### WORK TO COMPLETE:
Look through the listing below and report every line that contains "Some".

---------- DATA FOR ANALYSIS

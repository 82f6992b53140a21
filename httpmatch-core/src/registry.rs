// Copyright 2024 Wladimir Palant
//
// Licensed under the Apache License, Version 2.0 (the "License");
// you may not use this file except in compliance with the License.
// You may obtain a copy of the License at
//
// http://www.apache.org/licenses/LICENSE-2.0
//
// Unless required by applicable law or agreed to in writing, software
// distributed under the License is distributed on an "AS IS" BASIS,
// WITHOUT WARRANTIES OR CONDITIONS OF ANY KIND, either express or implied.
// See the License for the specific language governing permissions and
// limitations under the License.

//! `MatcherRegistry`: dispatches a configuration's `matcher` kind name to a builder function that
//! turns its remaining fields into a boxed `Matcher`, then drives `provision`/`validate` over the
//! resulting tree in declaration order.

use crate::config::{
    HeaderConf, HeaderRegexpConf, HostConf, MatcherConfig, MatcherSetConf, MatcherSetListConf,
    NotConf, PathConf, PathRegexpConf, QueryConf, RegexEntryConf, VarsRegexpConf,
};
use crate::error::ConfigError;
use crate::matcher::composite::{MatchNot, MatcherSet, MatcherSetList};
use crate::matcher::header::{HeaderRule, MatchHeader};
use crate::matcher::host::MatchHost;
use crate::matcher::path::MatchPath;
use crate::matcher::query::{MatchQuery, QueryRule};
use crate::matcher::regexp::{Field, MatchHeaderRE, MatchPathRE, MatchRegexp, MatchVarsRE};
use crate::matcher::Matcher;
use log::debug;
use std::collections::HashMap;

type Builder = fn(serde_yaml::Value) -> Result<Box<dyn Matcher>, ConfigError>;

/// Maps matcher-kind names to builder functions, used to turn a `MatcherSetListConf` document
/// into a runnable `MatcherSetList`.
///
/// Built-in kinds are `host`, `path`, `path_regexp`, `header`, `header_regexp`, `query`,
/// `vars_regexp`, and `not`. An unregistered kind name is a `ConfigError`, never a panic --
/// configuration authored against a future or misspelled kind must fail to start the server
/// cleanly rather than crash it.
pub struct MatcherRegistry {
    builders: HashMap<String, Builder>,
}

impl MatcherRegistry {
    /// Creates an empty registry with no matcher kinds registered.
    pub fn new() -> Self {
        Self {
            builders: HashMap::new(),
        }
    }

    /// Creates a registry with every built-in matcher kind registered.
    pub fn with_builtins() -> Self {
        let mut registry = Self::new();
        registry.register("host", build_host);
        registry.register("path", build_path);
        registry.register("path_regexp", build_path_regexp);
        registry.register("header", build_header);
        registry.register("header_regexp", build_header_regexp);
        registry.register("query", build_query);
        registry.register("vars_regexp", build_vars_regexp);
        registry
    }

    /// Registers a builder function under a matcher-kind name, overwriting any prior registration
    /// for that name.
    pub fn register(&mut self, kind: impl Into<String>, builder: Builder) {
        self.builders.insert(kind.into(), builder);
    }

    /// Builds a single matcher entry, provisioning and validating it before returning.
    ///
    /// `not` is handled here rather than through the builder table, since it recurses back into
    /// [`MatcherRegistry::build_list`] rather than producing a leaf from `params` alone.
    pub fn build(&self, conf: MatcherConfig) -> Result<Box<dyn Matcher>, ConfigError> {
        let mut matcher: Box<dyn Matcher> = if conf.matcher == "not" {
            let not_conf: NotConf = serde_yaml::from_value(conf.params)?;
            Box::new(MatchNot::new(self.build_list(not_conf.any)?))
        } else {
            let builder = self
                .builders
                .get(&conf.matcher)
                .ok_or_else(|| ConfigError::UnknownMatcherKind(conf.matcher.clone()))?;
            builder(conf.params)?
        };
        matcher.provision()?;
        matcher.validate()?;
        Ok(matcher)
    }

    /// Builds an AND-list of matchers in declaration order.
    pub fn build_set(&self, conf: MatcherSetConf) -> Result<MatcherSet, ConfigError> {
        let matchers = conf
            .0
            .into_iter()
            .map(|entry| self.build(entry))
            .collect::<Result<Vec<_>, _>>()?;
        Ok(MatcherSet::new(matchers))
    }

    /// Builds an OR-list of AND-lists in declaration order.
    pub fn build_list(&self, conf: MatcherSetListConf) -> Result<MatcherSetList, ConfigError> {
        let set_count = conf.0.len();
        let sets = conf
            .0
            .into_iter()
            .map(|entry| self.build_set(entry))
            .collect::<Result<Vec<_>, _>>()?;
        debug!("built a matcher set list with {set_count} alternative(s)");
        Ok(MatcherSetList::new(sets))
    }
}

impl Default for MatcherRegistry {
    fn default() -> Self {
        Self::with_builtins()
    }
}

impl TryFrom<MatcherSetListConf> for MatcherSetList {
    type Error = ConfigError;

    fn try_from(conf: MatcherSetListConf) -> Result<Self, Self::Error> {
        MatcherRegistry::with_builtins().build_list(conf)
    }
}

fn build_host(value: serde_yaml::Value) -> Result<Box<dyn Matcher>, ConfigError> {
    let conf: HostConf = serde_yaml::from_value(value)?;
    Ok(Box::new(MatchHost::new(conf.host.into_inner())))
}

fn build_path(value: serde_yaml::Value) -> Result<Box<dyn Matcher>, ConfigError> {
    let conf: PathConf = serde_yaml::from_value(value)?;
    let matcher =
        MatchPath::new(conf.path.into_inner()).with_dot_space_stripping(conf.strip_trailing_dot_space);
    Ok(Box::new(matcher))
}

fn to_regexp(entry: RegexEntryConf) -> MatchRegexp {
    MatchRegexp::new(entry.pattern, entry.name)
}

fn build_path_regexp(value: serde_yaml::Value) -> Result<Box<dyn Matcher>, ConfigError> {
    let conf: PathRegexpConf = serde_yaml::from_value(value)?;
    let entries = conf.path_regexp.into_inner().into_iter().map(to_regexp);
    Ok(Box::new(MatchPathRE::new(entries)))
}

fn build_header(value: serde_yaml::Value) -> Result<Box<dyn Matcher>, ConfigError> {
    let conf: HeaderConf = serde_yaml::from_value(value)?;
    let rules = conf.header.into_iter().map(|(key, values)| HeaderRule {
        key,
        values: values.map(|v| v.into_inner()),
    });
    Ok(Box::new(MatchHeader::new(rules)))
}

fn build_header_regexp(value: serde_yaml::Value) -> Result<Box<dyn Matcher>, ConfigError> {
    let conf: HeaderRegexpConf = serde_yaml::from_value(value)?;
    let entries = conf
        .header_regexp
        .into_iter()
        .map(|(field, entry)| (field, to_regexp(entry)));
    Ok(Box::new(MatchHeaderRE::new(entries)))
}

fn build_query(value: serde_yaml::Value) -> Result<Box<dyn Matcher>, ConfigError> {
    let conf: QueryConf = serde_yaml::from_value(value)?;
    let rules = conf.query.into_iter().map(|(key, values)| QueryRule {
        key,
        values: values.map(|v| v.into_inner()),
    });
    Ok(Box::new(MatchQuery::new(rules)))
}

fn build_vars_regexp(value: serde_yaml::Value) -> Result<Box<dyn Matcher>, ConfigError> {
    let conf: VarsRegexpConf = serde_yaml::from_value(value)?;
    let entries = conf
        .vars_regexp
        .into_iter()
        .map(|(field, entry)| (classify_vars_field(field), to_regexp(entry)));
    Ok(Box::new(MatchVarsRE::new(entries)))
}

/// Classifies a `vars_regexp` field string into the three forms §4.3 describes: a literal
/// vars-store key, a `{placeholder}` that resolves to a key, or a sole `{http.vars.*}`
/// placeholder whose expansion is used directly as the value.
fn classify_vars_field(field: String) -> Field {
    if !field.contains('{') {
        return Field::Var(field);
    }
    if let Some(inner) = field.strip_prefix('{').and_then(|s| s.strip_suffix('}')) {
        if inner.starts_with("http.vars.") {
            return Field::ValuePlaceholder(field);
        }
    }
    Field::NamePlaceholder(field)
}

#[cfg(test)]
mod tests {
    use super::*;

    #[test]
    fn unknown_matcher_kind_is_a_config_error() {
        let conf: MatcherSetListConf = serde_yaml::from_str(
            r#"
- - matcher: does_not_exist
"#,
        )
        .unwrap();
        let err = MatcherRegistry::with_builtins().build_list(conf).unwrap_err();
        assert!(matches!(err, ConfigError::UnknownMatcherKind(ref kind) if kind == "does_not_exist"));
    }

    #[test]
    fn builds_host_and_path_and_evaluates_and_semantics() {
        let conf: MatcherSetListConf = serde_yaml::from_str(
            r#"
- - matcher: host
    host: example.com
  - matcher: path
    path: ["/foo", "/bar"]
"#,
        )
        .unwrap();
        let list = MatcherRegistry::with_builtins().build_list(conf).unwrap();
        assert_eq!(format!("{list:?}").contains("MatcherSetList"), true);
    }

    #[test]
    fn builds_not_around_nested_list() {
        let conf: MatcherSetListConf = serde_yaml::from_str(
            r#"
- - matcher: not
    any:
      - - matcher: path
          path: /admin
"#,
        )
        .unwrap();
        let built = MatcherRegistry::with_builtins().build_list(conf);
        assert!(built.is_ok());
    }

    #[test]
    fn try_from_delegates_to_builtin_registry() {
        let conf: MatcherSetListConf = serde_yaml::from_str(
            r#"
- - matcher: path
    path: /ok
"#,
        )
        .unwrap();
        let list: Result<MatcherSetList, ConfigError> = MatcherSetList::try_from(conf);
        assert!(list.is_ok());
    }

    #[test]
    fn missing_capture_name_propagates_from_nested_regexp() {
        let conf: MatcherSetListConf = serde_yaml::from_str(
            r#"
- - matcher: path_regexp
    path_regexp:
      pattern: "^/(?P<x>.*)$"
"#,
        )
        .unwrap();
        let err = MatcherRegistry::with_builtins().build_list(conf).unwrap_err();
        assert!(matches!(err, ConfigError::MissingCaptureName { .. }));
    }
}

--------------------
---------- DATA FOR ANALYSIS

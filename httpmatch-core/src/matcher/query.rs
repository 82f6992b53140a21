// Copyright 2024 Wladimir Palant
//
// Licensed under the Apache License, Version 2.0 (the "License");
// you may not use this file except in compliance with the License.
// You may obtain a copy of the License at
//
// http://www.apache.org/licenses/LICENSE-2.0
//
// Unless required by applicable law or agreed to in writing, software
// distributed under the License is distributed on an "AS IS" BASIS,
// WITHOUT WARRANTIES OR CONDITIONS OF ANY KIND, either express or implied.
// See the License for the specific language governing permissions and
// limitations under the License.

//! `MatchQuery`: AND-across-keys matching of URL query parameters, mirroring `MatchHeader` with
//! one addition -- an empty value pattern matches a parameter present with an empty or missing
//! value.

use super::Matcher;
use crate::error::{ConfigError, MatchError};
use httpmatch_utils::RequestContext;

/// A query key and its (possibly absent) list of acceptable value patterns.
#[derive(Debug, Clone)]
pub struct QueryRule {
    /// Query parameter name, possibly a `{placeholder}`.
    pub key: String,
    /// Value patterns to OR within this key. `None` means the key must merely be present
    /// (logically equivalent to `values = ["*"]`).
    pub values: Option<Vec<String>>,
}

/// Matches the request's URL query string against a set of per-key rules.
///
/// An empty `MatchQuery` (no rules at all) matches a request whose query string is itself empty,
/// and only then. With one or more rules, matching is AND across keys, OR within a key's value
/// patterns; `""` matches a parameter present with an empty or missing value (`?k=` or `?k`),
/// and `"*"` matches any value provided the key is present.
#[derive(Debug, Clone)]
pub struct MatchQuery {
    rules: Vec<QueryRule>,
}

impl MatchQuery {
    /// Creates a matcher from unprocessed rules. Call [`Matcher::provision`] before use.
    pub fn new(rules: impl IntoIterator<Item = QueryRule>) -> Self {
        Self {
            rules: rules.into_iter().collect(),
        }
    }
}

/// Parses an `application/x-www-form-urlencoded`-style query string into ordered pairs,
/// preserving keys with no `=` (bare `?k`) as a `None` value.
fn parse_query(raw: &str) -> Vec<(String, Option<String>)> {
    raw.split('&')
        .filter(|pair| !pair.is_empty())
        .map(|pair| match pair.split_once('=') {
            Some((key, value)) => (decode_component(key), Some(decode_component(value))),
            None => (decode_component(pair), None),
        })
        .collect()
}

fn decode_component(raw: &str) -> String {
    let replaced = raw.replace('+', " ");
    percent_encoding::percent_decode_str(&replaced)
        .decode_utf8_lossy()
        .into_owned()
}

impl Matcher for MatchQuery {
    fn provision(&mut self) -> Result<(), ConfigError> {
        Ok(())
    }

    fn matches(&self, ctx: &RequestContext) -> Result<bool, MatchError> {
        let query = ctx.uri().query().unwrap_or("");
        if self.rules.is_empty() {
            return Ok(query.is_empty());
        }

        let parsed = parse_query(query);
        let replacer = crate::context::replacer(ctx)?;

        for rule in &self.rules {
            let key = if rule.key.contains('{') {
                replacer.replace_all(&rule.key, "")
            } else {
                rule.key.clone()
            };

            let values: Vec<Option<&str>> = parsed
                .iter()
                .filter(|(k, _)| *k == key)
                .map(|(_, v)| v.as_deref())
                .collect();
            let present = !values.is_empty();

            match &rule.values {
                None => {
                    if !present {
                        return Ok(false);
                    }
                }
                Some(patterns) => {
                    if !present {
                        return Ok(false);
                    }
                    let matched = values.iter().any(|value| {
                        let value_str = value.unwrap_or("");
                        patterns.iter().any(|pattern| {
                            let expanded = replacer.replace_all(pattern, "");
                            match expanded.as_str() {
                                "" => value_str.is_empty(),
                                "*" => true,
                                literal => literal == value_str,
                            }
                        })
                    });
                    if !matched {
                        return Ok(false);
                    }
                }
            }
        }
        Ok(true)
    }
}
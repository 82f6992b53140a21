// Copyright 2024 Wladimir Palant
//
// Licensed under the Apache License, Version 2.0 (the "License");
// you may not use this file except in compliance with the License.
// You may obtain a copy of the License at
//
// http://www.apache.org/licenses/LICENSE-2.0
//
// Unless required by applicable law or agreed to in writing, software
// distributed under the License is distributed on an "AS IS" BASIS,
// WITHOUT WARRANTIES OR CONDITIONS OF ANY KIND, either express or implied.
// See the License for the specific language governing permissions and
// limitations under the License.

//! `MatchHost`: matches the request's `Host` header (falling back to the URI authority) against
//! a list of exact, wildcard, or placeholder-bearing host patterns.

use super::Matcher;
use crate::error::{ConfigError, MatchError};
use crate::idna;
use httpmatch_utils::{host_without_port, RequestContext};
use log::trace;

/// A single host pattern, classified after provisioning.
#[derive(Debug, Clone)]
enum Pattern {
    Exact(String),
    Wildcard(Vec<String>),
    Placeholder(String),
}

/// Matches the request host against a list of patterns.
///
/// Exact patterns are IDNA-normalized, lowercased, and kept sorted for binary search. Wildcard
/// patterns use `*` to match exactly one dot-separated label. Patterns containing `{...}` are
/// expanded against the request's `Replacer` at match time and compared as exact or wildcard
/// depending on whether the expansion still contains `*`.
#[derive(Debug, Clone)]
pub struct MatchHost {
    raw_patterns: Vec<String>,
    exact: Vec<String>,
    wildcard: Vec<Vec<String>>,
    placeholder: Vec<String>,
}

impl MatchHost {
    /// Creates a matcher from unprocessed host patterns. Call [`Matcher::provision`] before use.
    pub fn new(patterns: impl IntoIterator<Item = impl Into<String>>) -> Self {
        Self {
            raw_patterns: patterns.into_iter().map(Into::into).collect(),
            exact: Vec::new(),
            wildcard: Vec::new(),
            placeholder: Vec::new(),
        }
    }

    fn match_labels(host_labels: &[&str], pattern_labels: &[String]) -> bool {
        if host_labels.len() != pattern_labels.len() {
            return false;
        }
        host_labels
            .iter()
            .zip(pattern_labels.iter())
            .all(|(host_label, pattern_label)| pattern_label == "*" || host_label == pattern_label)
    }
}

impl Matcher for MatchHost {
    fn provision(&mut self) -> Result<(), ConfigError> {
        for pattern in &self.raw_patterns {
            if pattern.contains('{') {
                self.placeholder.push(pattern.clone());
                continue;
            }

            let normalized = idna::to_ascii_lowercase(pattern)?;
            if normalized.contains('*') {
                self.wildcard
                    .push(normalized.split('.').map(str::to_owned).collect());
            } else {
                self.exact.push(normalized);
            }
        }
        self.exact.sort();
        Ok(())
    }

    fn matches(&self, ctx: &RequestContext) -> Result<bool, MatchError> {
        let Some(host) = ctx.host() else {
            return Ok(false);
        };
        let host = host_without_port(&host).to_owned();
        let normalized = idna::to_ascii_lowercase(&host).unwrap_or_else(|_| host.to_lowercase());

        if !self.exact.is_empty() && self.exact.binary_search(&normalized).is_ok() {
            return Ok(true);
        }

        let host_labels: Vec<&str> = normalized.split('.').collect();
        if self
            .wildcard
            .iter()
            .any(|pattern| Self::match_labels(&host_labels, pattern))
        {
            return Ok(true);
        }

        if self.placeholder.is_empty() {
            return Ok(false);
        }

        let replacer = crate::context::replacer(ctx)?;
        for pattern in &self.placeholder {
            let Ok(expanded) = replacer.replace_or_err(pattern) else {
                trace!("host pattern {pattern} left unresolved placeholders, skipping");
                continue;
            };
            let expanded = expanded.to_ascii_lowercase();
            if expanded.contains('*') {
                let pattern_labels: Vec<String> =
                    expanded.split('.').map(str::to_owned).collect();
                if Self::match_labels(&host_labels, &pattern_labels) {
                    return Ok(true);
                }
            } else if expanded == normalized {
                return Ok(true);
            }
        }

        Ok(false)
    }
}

--------------------

### WRITTEN SOLUTION:
    if let Some(inner) = field.strip_prefix('{').and_then(|s| s.strip_suffix('}')) {
            Some((key, value)) => (decode_component(key), Some(decode_component(value))),
                Some(patterns) => {
        let Some(host) = ctx.host() else {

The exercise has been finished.